EXERCISE DETAILS – I need all the entries repeated exactly as written.

EXERCISE DATA –
__________

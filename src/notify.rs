//! User-notification collaborator.
//!
//! Mutation outcomes are routed to a [`Notifier`] as `{title, text, icon}`
//! messages. The UI decides how to show them; [`TracingNotifier`] just logs.

use std::fmt;
use std::sync::Arc;

use async_trait::async_trait;
use tracing::{error, info, warn};

/// Icon / severity of a notification.
#[derive(Debug, Clone, Copy, PartialEq, Eq)]
pub enum NotificationIcon {
    Success,
    Error,
    Warning,
    Info,
    Question,
}

/// Callback run when the user accepts a confirmation prompt.
pub type ConfirmCallback = Arc<dyn Fn() + Send + Sync>;

/// A message for the user.
#[derive(Clone)]
pub struct Notification {
    pub title: String,
    pub text: String,
    pub icon: NotificationIcon,
    pub on_confirm: Option<ConfirmCallback>,
}

impl Notification {
    pub fn new(icon: NotificationIcon, title: impl Into<String>, text: impl Into<String>) -> Self {
        Self {
            title: title.into(),
            text: text.into(),
            icon,
            on_confirm: None,
        }
    }

    pub fn success(title: impl Into<String>, text: impl Into<String>) -> Self {
        Self::new(NotificationIcon::Success, title, text)
    }

    pub fn error(title: impl Into<String>, text: impl Into<String>) -> Self {
        Self::new(NotificationIcon::Error, title, text)
    }

    pub fn warning(title: impl Into<String>, text: impl Into<String>) -> Self {
        Self::new(NotificationIcon::Warning, title, text)
    }

    /// A yes/no prompt.
    pub fn question(title: impl Into<String>, text: impl Into<String>) -> Self {
        Self::new(NotificationIcon::Question, title, text)
    }

    pub fn on_confirm(mut self, callback: impl Fn() + Send + Sync + 'static) -> Self {
        self.on_confirm = Some(Arc::new(callback));
        self
    }
}

impl fmt::Debug for Notification {
    fn fmt(&self, f: &mut fmt::Formatter<'_>) -> fmt::Result {
        f.debug_struct("Notification")
            .field("title", &self.title)
            .field("text", &self.text)
            .field("icon", &self.icon)
            .field("on_confirm", &self.on_confirm.is_some())
            .finish()
    }
}

/// Displays notifications and confirmation prompts.
#[async_trait]
pub trait Notifier: Send + Sync {
    /// Show a message. Must not block.
    fn notify(&self, notification: Notification);

    /// Ask the user to confirm. Returns whether they accepted; on accept,
    /// the prompt's `on_confirm` callback runs.
    ///
    /// The default accepts immediately.
    async fn confirm(&self, prompt: Notification) -> bool {
        if let Some(callback) = &prompt.on_confirm {
            callback();
        }
        true
    }
}

/// Notifier that writes every message to the `tracing` log.
#[derive(Debug, Clone, Copy, Default)]
pub struct TracingNotifier;

#[async_trait]
impl Notifier for TracingNotifier {
    fn notify(&self, n: Notification) {
        match n.icon {
            NotificationIcon::Error => error!(title = %n.title, "{}", n.text),
            NotificationIcon::Warning => warn!(title = %n.title, "{}", n.text),
            _ => info!(title = %n.title, "{}", n.text),
        }
    }
}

__________

ANSWER BOX –
filename src/notify.rs
//! User-notification collaborator.
//!
//! Mutation outcomes are routed to a [`Notifier`] as `{title, text, icon}`
//! messages. The UI decides how to show them; [`TracingNotifier`] just logs.

use std::fmt;
use std::sync::Arc;

use async_trait::async_trait;
use tracing::{error, info, warn};

/// Icon / severity of a notification.
#[derive(Debug, Clone, Copy, PartialEq, Eq)]
pub enum NotificationIcon {
    Success,
    Error,
    Warning,
    Info,
    Question,
}

/// Callback run when the user accepts a confirmation prompt.
pub type ConfirmCallback = Arc<dyn Fn() + Send + Sync>;

/// A message for the user.
#[derive(Clone)]
pub struct Notification {
    pub title: String,
    pub text: String,
    pub icon: NotificationIcon,
    pub on_confirm: Option<ConfirmCallback>,
}

impl Notification {
    pub fn new(icon: NotificationIcon, title: impl Into<String>, text: impl Into<String>) -> Self {
        Self {
            title: title.into(),
            text: text.into(),
            icon,
            on_confirm: None,
        }
    }

    pub fn success(title: impl Into<String>, text: impl Into<String>) -> Self {
        Self::new(NotificationIcon::Success, title, text)
    }

    pub fn error(title: impl Into<String>, text: impl Into<String>) -> Self {
        Self::new(NotificationIcon::Error, title, text)
    }

    pub fn warning(title: impl Into<String>, text: impl Into<String>) -> Self {
        Self::new(NotificationIcon::Warning, title, text)
    }

    /// A yes/no prompt.
    pub fn question(title: impl Into<String>, text: impl Into<String>) -> Self {
        Self::new(NotificationIcon::Question, title, text)
    }

    pub fn on_confirm(mut self, callback: impl Fn() + Send + Sync + 'static) -> Self {
        self.on_confirm = Some(Arc::new(callback));
        self
    }
}

impl fmt::Debug for Notification {
    fn fmt(&self, f: &mut fmt::Formatter<'_>) -> fmt::Result {
        f.debug_struct("Notification")
            .field("title", &self.title)
            .field("text", &self.text)
            .field("icon", &self.icon)
            .field("on_confirm", &self.on_confirm.is_some())
            .finish()
    }
}

/// Displays notifications and confirmation prompts.
#[async_trait]
pub trait Notifier: Send + Sync {
    /// Show a message. Must not block.
    fn notify(&self, notification: Notification);

    /// Ask the user to confirm. Returns whether they accepted; on accept,
    /// the prompt's `on_confirm` callback runs.
    ///
    /// The default accepts immediately.
    async fn confirm(&self, prompt: Notification) -> bool {
        if let Some(callback) = &prompt.on_confirm {
            callback();
        }
        true
    }
}

/// Notifier that writes every message to the `tracing` log.
#[derive(Debug, Clone, Copy, Default)]
pub struct TracingNotifier;

#[async_trait]
impl Notifier for TracingNotifier {
    fn notify(&self, n: Notification) {
        match n.icon {
            NotificationIcon::Error => error!(title = %n.title, "{}", n.text),
            NotificationIcon::Warning => warn!(title = %n.title, "{}", n.text),
            _ => info!(title = %n.title, "{}", n.text),
        }
    }
}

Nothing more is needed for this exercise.